Good way to look at it Gary. Never really looked at the test as a scary mechanism, but I suppose there is some appreciable affect to confidence (which in itself is an interesting mechanism to couple with activities and reflection).
We’ve tried to move to pre-test as an optional tailoring mechanism that also provides the opportunity to test-out of the course activities.
I’m hesitant to support pre and post test delta comparisons as a reasonable measure of effectiveness. If the existence of this measure didn’t become the primary / only checkbox that indicated evaluation had taken place, then I’d be less apprehensive. Improvement reflected in short term recall is one measure, but it’s not all measures. And in many cases it is the least important measure of effectiveness and impact, if it is important at all.
I also lean towards divorcing folks from the traditional notion of a test. Some folks really get it and build assessments and challenges based on problems and authentic context. Sadly, most do not. For pre and post tests, trivial pursuit is an annoyance for the learner and a waste of time for the person assembling the ‘test’. Temporarily changing the lexicon until we get a stronger contingent of exemplars seems to make alot of sense to me.
Skill gauges, challenges, and gating activities seem like powerful alternatives to test. It’s semantics… I know. But there’s plenty of rewiring to be done to weed out the bad habits and bad examples.
We built a self-paced for the USMC on heavy machine guns. This was for folks that were incidental gunners (you are a supply guy, your gunner is taken out of action and you are in the $h^t, what do you do now?) What a fun course to work on.

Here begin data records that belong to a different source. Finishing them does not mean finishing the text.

//! LLM provider abstraction
//!
//! Provides a common interface for the text-generation service behind the
//! analysis features.

mod error;
mod gemini;
mod types;

pub use error::{LlmError, LlmErrorKind};
pub use gemini::GeminiService;
pub use types::*;

use async_trait::async_trait;
use std::sync::Arc;

/// Common interface for LLM providers
#[async_trait]
pub trait LlmService: Send + Sync {
    /// Make a completion request
    async fn complete(&self, request: &LlmRequest) -> Result<LlmResponse, LlmError>;

    /// Get the model ID
    fn model_id(&self) -> &str;
}

/// Configuration for the LLM provider
#[derive(Debug, Clone, Default)]
pub struct LlmConfig {
    pub api_key: Option<String>,
    pub model: String,
    /// Override for the Gemini REST endpoint (tests, proxies)
    pub base_url: Option<String>,
}

/// Build the configured LLM service, wrapped with logging.
///
/// Returns None when no key is configured or the HTTP client cannot be
/// created; callers treat that as a permanently unavailable service.
pub fn service_from_config(config: &LlmConfig) -> Option<Arc<dyn LlmService>> {
    let api_key = config.api_key.as_deref().map(str::trim).filter(|k| !k.is_empty())?;

    match GeminiService::new(api_key.to_string(), &config.model, config.base_url.as_deref()) {
        Ok(service) => Some(Arc::new(LoggingService::new(Arc::new(service)))),
        Err(e) => {
            tracing::error!(error = %e, "Failed to initialize Gemini client");
            None
        }
    }
}

/// Logging wrapper for LLM services
pub struct LoggingService {
    inner: Arc<dyn LlmService>,
    model_id: String,
}

impl LoggingService {
    pub fn new(inner: Arc<dyn LlmService>) -> Self {
        let model_id = inner.model_id().to_string();
        Self { inner, model_id }
    }
}

#[async_trait]
impl LlmService for LoggingService {
    async fn complete(&self, request: &LlmRequest) -> Result<LlmResponse, LlmError> {
        let start = std::time::Instant::now();
        let result = self.inner.complete(request).await;
        let duration = start.elapsed();

        match &result {
            Ok(response) => {
                tracing::info!(
                    model = %self.model_id,
                    duration_ms = %duration.as_millis(),
                    input_tokens = response.usage.input_tokens,
                    output_tokens = response.usage.output_tokens,
                    end_turn = response.end_turn,
                    "LLM request completed"
                );
            }
            Err(e) => {
                tracing::error!(
                    model = %self.model_id,
                    duration_ms = %duration.as_millis(),
                    error = %e.message,
                    kind = ?e.kind,
                    "LLM request failed"
                );
            }
        }

        result
    }

    fn model_id(&self) -> &str {
        &self.model_id
    }
}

We were required to include a post test as an aggregate measure. But we did some cool things with the sections and activities. These were context and problem based, and they required 100% mastery to continue. Most of it was procedural and the activities were chunked relatively well (according to our evaluation data). We combined what we viewed as meaningful interactions that required placement of parts in the right proximity (drag and drop) but immediately chained into expanding pie menu’s that evaluated choices (place this part notch forward or notch back, rotate it, rotate it how far, what are you thinking / concerned about when you perform this step). Each step provided feedback and the procedure chains also provided an after action report that told what learner got right and wrong. They could also play back the proper procedure when they were finished. These would have been great to offer at the beginning of the section (see how well you do without any instruction).
Lots of opportunity.
Such great thoughts reflected. I like the way you folks are using pre-tests, giving them the ability to be prepared, letting them know why it’s there, and not doing it for deltas (I was intrigued to use the delta for the learner, but I’d much rather have a clear new ability (that is, pure objective measure that you can or can’t do X) than a delta. I’m willing to be wrong.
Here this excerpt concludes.